First Republic specialises in private banking for the wealthy, similar to Silicon Valley Bank, which collapsed in March and was centred on venture capital businesses. According to First Republic history, Chairman Jim Herbert founded the company in 1985 with fewer than ten employees. By July 2020, the bank expects to be the 14th-largest in the United States, with 80 branches in seven states. At the end of last year, it employed over 7,200 people.
First Republic, like other regional lenders, found itself squeezed when the Federal Reserve raised interest rates to combat inflation, reducing the value of bonds and loans purchased while interest rates were low. Meanwhile, depositors fled, first in search of higher returns and then in fear as concerns about the First Republic’s health spread.
As a consequence, a capital hole was created large enough to dissuade a full-scale rescuer from coming forward. The bank’s first-quarter report and news of its plan to sell assets and organise a rescue sparked further alarm in April. The bank said that it will lay off up to 25% of its workforce, reduce outstanding debts, and reduce non-essential activity.
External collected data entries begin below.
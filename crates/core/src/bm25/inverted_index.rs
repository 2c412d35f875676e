//! Inverted index for BM25 scoring.
//!
//! Maps terms to postings lists (document position + term frequency). An index
//! is built per query over the corpus being ranked, so documents are
//! identified by their u32 position in that corpus.

use crate::bm25::tokenizer::tokenize;
use std::collections::HashMap;

/// A single entry in a term's postings list.
#[derive(Debug, Clone, PartialEq, Eq)]
pub struct Posting {
    /// Position of the document in the corpus.
    pub doc_id: u32,
    /// Number of times the term appears in this document.
    pub term_frequency: u32,
}

/// Inverted index mapping terms to postings lists.
///
/// Document lengths are tracked for BM25 length normalization.
#[derive(Debug, Default)]
pub struct InvertedIndex {
    /// term → list of postings, in ascending `doc_id` order
    pub index: HashMap<String, Vec<Posting>>,
    /// doc_id → document length (number of tokens)
    pub doc_lengths: Vec<u32>,
    /// Total number of documents indexed
    pub doc_count: u32,
    /// Sum of all document lengths (for average calculation)
    pub total_doc_length: u64,
}

impl InvertedIndex {
    /// Creates a new empty inverted index.
    pub fn new() -> Self {
        Self::default()
    }

    /// Indexes every text of `corpus`; the i-th text gets `doc_id` i.
    pub fn from_corpus<'a>(corpus: impl IntoIterator<Item = &'a str>) -> Self {
        let mut idx = Self::new();
        for (i, text) in corpus.into_iter().enumerate() {
            idx.add_document(i as u32, text);
        }
        idx
    }

    /// Index a document's text under `doc_id`.
    pub fn add_document(&mut self, doc_id: u32, text: &str) {
        let tokens = tokenize(text);
        let doc_len = tokens.len() as u32;

        let idx = doc_id as usize;
        if idx >= self.doc_lengths.len() {
            self.doc_lengths.resize(idx + 1, 0);
        }
        self.doc_lengths[idx] = doc_len;
        self.doc_count += 1;
        self.total_doc_length += doc_len as u64;

        let mut tf_map: HashMap<&str, u32> = HashMap::new();
        for token in tokens.iter() {
            *tf_map.entry(token).or_insert(0) += 1;
        }

        for (term, tf) in tf_map {
            self.index
                .entry(term.to_string())
                .or_default()
                .push(Posting {
                    doc_id,
                    term_frequency: tf,
                });
        }
    }

    /// Number of documents containing `term`.
    pub fn document_frequency(&self, term: &str) -> u32 {
        self.index.get(term).map_or(0, |p| p.len() as u32)
    }

    /// Length in tokens of document `doc_id` (0 if unknown).
    pub fn doc_length(&self, doc_id: u32) -> u32 {
        self.doc_lengths.get(doc_id as usize).copied().unwrap_or(0)
    }

    /// Returns the average document length across all indexed documents.
    pub fn average_doc_length(&self) -> f32 {
        if self.doc_count == 0 {
            return 0.0;
        }
        self.total_doc_length as f32 / self.doc_count as f32
    }
}
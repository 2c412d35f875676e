//! Query and result types for plain and hybrid search.

use crate::filter_types::MetadataFilter;
use crate::vector::Vector;
use std::sync::Arc;

/// A vector with its cosine similarity to the query.
#[derive(Debug, Clone)]
pub struct ScoredVector {
    /// The matched vector (shared with the cache).
    pub vector: Arc<Vector>,
    /// Cosine similarity (higher = more similar).
    pub score: f32,
}

/// Plain similarity search.
///
/// `top_k`, `page` and `limit` use zero or negative values to request defaults.
#[derive(Debug, Clone, Default)]
pub struct SearchRequest {
    pub query: Vec<f32>,
    pub top_k: i64,
    pub filter: MetadataFilter,
    pub page: i64,
    pub limit: i64,
}

/// One page of a plain search.
#[derive(Debug, Clone)]
pub struct SearchResponse {
    /// Number of hits after the top-k cut, across all pages.
    pub total: usize,
    pub page: usize,
    pub limit: usize,
    pub results: Vec<ScoredVector>,
}

/// Hybrid lexical + vector search over every cached vector.
///
/// When `vector_weight + keyword_weight == 0` both weights default to 0.5.
/// `fuzzy_threshold > 0` enables partial BM25 credit for near-miss terms;
/// `fuzzy_weight > 0` adds a weighted token-level fuzzy score.
#[derive(Debug, Clone, Default)]
pub struct HybridSearchRequest {
    pub query: String,
    pub query_vector: Vec<f32>,
    pub vector_weight: f32,
    pub keyword_weight: f32,
    pub fuzzy_weight: f32,
    pub fuzzy_threshold: f32,
    pub page: i64,
    pub limit: i64,
}

/// One ranked item of a hybrid search.
#[derive(Debug, Clone, PartialEq)]
pub struct HybridHit {
    pub id: String,
    pub text: String,
    /// Cosine similarity, or 0 when the vector is incomparable with the query.
    pub vector_score: f32,
    pub keyword_score: f32,
    pub fuzzy_score: f32,
    pub hybrid_score: f32,
}

/// One page of a hybrid search.
#[derive(Debug, Clone)]
pub struct HybridSearchResponse {
    /// Number of ranked vectors across all pages.
    pub total: usize,
    pub page: usize,
    pub limit: usize,
    pub results: Vec<HybridHit>,
}
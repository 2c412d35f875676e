//! Storage layer: durable key-value store, vector cache, documents, and the
//! [`Database`] facade that ties them together.
//!
//! Every record lives in a single redb file split into two partitions.
//! Vectors are additionally mirrored in memory together with a metadata
//! index; documents are read straight from disk.

/// Record encoding for the durable store.
pub mod codec;
/// Database facade: open, health check, close.
pub mod database;
/// Document CRUD and listing.
pub mod documents;
/// redb-backed partitioned key-value store.
pub mod kv;
/// Vector cache, metadata index, and search entry points.
pub mod vectors;

pub use database::Database;
pub use documents::DocumentStore;
pub use kv::{DurableStore, Partition};
pub use vectors::VectorStore;

use chrono::{DateTime, Duration, Utc};

/// Timestamp for a record replacing one last updated at `previous`.
///
/// Always strictly later than `previous`, even if the wall clock has not
/// advanced or went backwards.
pub(crate) fn next_timestamp(previous: DateTime<Utc>) -> DateTime<Utc> {
    let now = Utc::now();
    if now > previous {
        now
    } else {
        previous + Duration::nanoseconds(1)
    }
}

#[cfg(test)]
mod tests {
    use super::*;

    #[test]
    fn test_next_timestamp_advances() {
        let past = Utc::now() - Duration::seconds(5);
        assert!(next_timestamp(past) > past);

        let future = Utc::now() + Duration::hours(1);
        assert_eq!(next_timestamp(future), future + Duration::nanoseconds(1));
    }
}
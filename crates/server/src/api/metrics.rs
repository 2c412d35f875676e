//! Prometheus metrics recording.

use metrics::{counter, gauge, histogram};
use std::time::Duration;
use vectradb_core::storage::Database;

/// Records HTTP request metrics.
pub fn record_request(method: &str, path: &str, status: u16, duration: Duration) {
    let labels = [
        ("method", method.to_string()),
        ("path", path.to_string()),
        ("status", status.to_string()),
    ];
    counter!("http_requests_total", &labels).increment(1);
    histogram!("http_request_duration_seconds", &labels).record(duration.as_secs_f64());
}

/// Records a write operation metric.
pub fn record_write_operation(entity: &str, operation: &str) {
    counter!(
        "vectradb_operations_total",
        "entity" => entity.to_string(),
        "operation" => operation.to_string()
    )
    .increment(1);
}

/// Records a search operation metric.
pub fn record_search_operation(search_type: &str) {
    counter!("vectradb_search_total", "type" => search_type.to_string()).increment(1);
}

/// Updates the `vectradb_vectors_total` gauge.
pub fn update_vector_metrics(db: &Database) {
    gauge!("vectradb_vectors_total").set(db.vectors().len() as f64);
    gauge!("vectradb_metadata_keys_total").set(db.vectors().metadata_key_count() as f64);
}
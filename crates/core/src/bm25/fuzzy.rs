//! Edit-distance term matching.
//!
//! Similarity between two terms is `1 - levenshtein(a, b) / max(len(a), len(b))`
//! with lengths counted in characters, so identical terms score 1.0 and
//! completely different terms of equal length score 0.0.

use crate::bm25::tokenizer::{tokenize, Tokens};

/// Normalized Levenshtein similarity of two terms in `[0, 1]`.
pub fn term_similarity(a: &str, b: &str) -> f32 {
    let max_len = a.chars().count().max(b.chars().count());
    if max_len == 0 {
        return 1.0;
    }
    1.0 - strsim::levenshtein(a, b) as f32 / max_len as f32
}

/// Average over query tokens of the best [`term_similarity`] against any
/// token of `text`. Returns 0.0 if either side has no tokens.
pub fn fuzzy_similarity(query: &str, text: &str) -> f32 {
    fuzzy_similarity_tokens(&tokenize(query), text)
}

/// [`fuzzy_similarity`] for a query tokenized once and scored against many texts.
pub fn fuzzy_similarity_tokens(query_tokens: &Tokens, text: &str) -> f32 {
    let text_tokens = tokenize(text);
    if query_tokens.is_empty() || text_tokens.is_empty() {
        return 0.0;
    }

    let total: f32 = query_tokens
        .iter()
        .map(|q| {
            text_tokens
                .iter()
                .map(|t| term_similarity(q, t))
                .fold(0.0f32, f32::max)
        })
        .sum();
    total / query_tokens.len() as f32
}

#[cfg(test)]
mod tests {
    use super::*;

    #[test]
    fn test_term_similarity() {
        assert_eq!(term_similarity("rust", "rust"), 1.0);
        assert!((term_similarity("machine", "machne") - (1.0 - 1.0 / 7.0)).abs() < 1e-6);
        assert_eq!(term_similarity("abc", "xyz"), 0.0);
        assert_eq!(term_similarity("", ""), 1.0);
    }

    #[test]
    fn test_term_similarity_counts_chars() {
        // One substitution over four characters, regardless of UTF-8 width.
        assert!((term_similarity("café", "cafe") - 0.75).abs() < 1e-6);
    }

    #[test]
    fn test_fuzzy_similarity() {
        assert_eq!(fuzzy_similarity("", "anything"), 0.0);
        assert_eq!(fuzzy_similarity("anything", ""), 0.0);
        assert!((fuzzy_similarity("Rust", "rust is fast") - 1.0).abs() < 1e-6);

        // "golang" shares no characters with "rust".
        let partial = fuzzy_similarity("rust golang", "rust");
        assert!((partial - 0.5).abs() < 1e-6, "got {partial}");
    }

    #[test]
    fn test_pretokenized_query_matches() {
        let query = tokenize("Pyton data");
        for text in ["python data science", "rust", ""] {
            assert_eq!(
                fuzzy_similarity_tokens(&query, text),
                fuzzy_similarity("Pyton data", text)
            );
        }
    }
}
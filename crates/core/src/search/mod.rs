//! Query execution: similarity scoring, metadata filtering, hybrid ranking,
//! and pagination.

/// Exact-match metadata filtering and the metadata inverted index.
pub mod filter;
/// Hybrid ranking combining cosine similarity, BM25, and fuzzy scores.
pub mod hybrid;
/// Default handling for paging parameters.
pub mod pagination;
/// Cosine similarity between embeddings.
pub mod similarity;
/// Search request and result types.
pub mod types;
/// Plain cosine-similarity search.
pub mod vector;

pub use filter::{matches_filter, MetadataIndex};
pub use hybrid::hybrid_search;
pub use pagination::{normalize_list, normalize_top_k, PageWindow};
pub use similarity::{cosine_similarity, SimilarityError};
pub use types::{
    HybridHit, HybridSearchRequest, HybridSearchResponse, ScoredVector, SearchRequest,
    SearchResponse,
};
pub use vector::vector_search;
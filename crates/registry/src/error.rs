use std::fmt::Display;

use zero_primitives::Key;

fn join<T: Display>(items: &[T]) -> String {
	let mut out = String::new();
	for (i, item) in items.iter().enumerate() {
		if i > 0 {
			out.push_str(", ");
		}
		out.push_str(&item.to_string());
	}
	out
}

fn requested(key: &Option<String>) -> String {
	key.as_ref()
		.map(|key| format!(" (requested key: {key})"))
		.unwrap_or_default()
}

/// Fatal registry errors.
///
/// Non-fatal conditions are reported as [`crate::RegistryWarning`]s instead and
/// only surface here when their [`crate::Severity`] is `Deny`.
#[derive(Debug, Clone, PartialEq, Eq, thiserror::Error)]
pub enum RegistryError {
	#[error("registry {registry} is already frozen{}", requested(.key))]
	Frozen { registry: Key, key: Option<String> },

	#[error("unbound holder: {holder}")]
	UnboundHolder { holder: String },

	#[error("cannot rebind holder key from {existing} to {new}")]
	KeyRebind { existing: String, new: String },

	#[error("cannot rebind intrusive holder {holder} to a different value")]
	IntrusiveValueRebind { holder: String },

	#[error("missing intrusive holder for {key} -> {value} in registry {registry}")]
	MissingIntrusiveHolder {
		registry: Key,
		key: Key,
		value: String,
	},

	#[error("registry {registry} cannot create intrusive holders")]
	NotIntrusive { registry: Key },

	#[error("registry {registry} cannot create new holders without a value")]
	SpeculativeHolder { registry: Key },

	#[error("unbound values [{}] in registry {registry}", join(.keys))]
	UnboundValues { registry: Key, keys: Vec<Key> },

	#[error("intrusive holders were never registered in {registry}: [{}]", join(.values))]
	UnregisteredIntrusive { registry: Key, values: Vec<String> },

	#[error("default value for key {key} in registry {registry} was not loaded")]
	MissingDefault { registry: Key, key: Key },

	#[error("cannot add {holder} to tag {tag} from outside registry {registry}")]
	ForeignHolder {
		registry: Key,
		tag: String,
		holder: String,
	},

	#[error("found direct holder {holder} in tag {tag}")]
	DirectHolderInTag { tag: String, holder: String },

	#[error("holder {holder} in tag {tag} is not registered in {registry}")]
	UnknownHolder {
		registry: Key,
		tag: String,
		holder: String,
	},

	#[error("key {key} does not belong to registry {registry}")]
	ForeignKey { registry: Key, key: String },

	#[error("missing element {key}")]
	MissingElement { key: String },

	#[error("missing tag {key}")]
	MissingTag { key: String },

	#[error("missing registry {key}")]
	MissingRegistry { key: Key },

	#[error("registry {key} does not hold values of type {type_name}")]
	Type { key: Key, type_name: &'static str },

	#[error("duplicate key {key} in registry {registry}")]
	DuplicateKey { registry: Key, key: Key },

	#[error("duplicate value {value} (key {key}) in registry {registry}")]
	DuplicateValue {
		registry: Key,
		key: Key,
		value: String,
	},

	#[error("id {id} in registry {registry} is already taken by {key}")]
	DuplicateId { registry: Key, id: u32, key: Key },

	#[error("tags [{}] of registry {registry} are missing from the binding data", join(.tags))]
	MissingTags { registry: Key, tags: Vec<Key> },

	#[error("registry {registry} was empty after loading")]
	EmptyRegistry { registry: Key },
}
On March 16, eleven US banks pledged $30 billion in new deposits to keep First Republic viable, with JPMorgan, Bank of America Corp., Citigroup Inc., and Wells Fargo & Co. each contributing $5 billion. As part of a strategy designed with US authorities, Goldman Sachs Group Inc., Morgan Stanley, and other institutions gave lesser sums. First Republic also used the Federal Home Loan Bank Board and a Federal Reserve liquidity line.
It was insufficient. The stock, which peaked at $170 in March 2022, had dropped below $5 by late April. The failure of First Republic would endanger not just common stockholders but also around $3.6 billion in preferred stock and $800 million in unsecured notes.
Over the years, the bank has been bought and sold several times, with Merrill Lynch & Co. paying $1.8 billion to acquire First Republic in 2007. When Bank of America purchased Merrill Lynch in 2009, ownership changed hands again in mid-2010, when investment firms including General Atlantic and Colony Capital paid $1.86 billion for First Republic and then took it public.